Firefighters Rescue Woman From Apartment Complex Fire in Rochester on Sunday 


When fire crews responded to a well-involved structure fire on Bend Street in downtown Rochester just before 3:50 a.m. on Sunday, they were told the apartment building they were trying to extinguish was unoccupied. 

It was only when firefighters did a primary search of the four-story apartment complex that they learned the initial report was wrong: one person had sheltered inside of the bathroom of an apartment on the second floor. 

“You train for the worst case scenario and a situation like we discovered was one of those worst case scenarios where you actually discovered (a) victim while you're fighting the fire,” said Operations Chief Robert Scott of West Thurston Regional Fire Authority.

West Thurston responded to the fire Sunday alongside crews with Riverside Regional Fire Authority, Grays Harbor Fire District 1, South Thurston Fire and East Olympia Fire. 

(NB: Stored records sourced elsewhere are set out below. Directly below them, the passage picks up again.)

//! QR Menu Storefront Engine
//!
//! The engine holds the storefront logic for restaurants that take orders from a QR-code menu. It knows nothing about
//! HTTP; the server crate wraps it.
//!
//! The library is divided into a few main sections:
//! 1. The Gateway ([`mod@traits`]). Storage and row-level change notifications sit behind a set of traits. SQLite is
//!    the supported backend ([`SqliteDatabase`]). You should never need to access the database directly. The data
//!    types stored in it live in [`mod@db_types`] and are public.
//! 2. The public API ([`mod@api`] and [`mod@storefront`]). Order placement and the order lifecycle, menus, inventory,
//!    restaurant settings, reviews, and the customer's cart and checkout.
//! 3. Live views ([`mod@live`]). The owner's order board and the customer's order tracker each run as a task that
//!    follows the change feed and publishes snapshots.
//!
//! The pure rules, i.e. the order state machine and the stock check, are in [`mod@lifecycle`] and
//! [`mod@availability`].
//!
//! The engine also emits order events. When an order is placed, an `OrderCreated` event is emitted, and every status
//! change emits an `OrderStatusChanged` event. You can hook into these with [`events::EventHooks`].
mod db;

pub mod api;
pub mod availability;
pub mod db_types;
pub mod events;
pub mod lifecycle;
pub mod live;
pub mod storefront;

#[cfg(feature = "sqlite")]
pub use db::sqlite::{db_url, SqliteDatabase, SqliteDatabaseError};
pub use db::traits;
pub use db::traits::{
    ChangeNotifications,
    GatewayError,
    MenuManagement,
    OrderManagement,
    RestaurantManagement,
    StatusUpdateResult,
    StorefrontDatabase,
};
pub use api::{
    errors::{CheckoutError, MenuApiError, OrderFlowError},
    menu_api::MenuApi,
    order_flow_api::OrderFlowApi,
    restaurant_api::RestaurantApi,
};
pub use storefront::CheckoutApi;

The woman was unconscious when firefighters reached her, but they were able to immediately take her outside while other crews worked to extinguish the fire. Paramedics treated her at the scene before she was transported to Providence St. Peter Hospital for further treatment. 

“Luckily, we had enough crews there that night that while they were rescuing the victim, another crew was able to finish extinguishing the fire to keep it from getting any worse and to make it tenable so they could get the victim out of the bathroom,” Scott said. 

The incident commander for Sunday’s response, West Thurston Fire Captain Brian Christenson, said the last time he was involved in a situation where crews found and rescued a living victim from a well-involved structure fire was in the ‘90s. 

“It’s a real unicorn-type situation,” Christenson said. “Being on the scene (Sunday), it amazed me how fast that the crews worked and how seamless it was from taking them out of the building to transferring them to the medics who rendered care and continuing to keep the mission going forward, putting the fire out and searching for more people.” 

Even though finding an unknown victim inside a building while crews are fighting a fire isn’t common, firefighters are still trained to search every room for people who may be hiding in hard-to-reach places, Scott said. 

“That's a common thing that we see or we've heard about with people in fires. If they can’t go out or escape, they're going to try to find the most secure place they can,” Scott explained. “We teach our firefighters, when they do search and rescues, to look under beds and in closets and that type of thing.” 

No other people were found inside of the building and no other injuries were reported in Sunday’s fire. However, a couple of cats perished and multiple families were displaced, according to Scott. 

The property owner did have places for some of the displaced families to stay, according to Christenson, and others were referred to the Red Cross for aid. 

The cause of the fire was still under investigation as of Monday morning.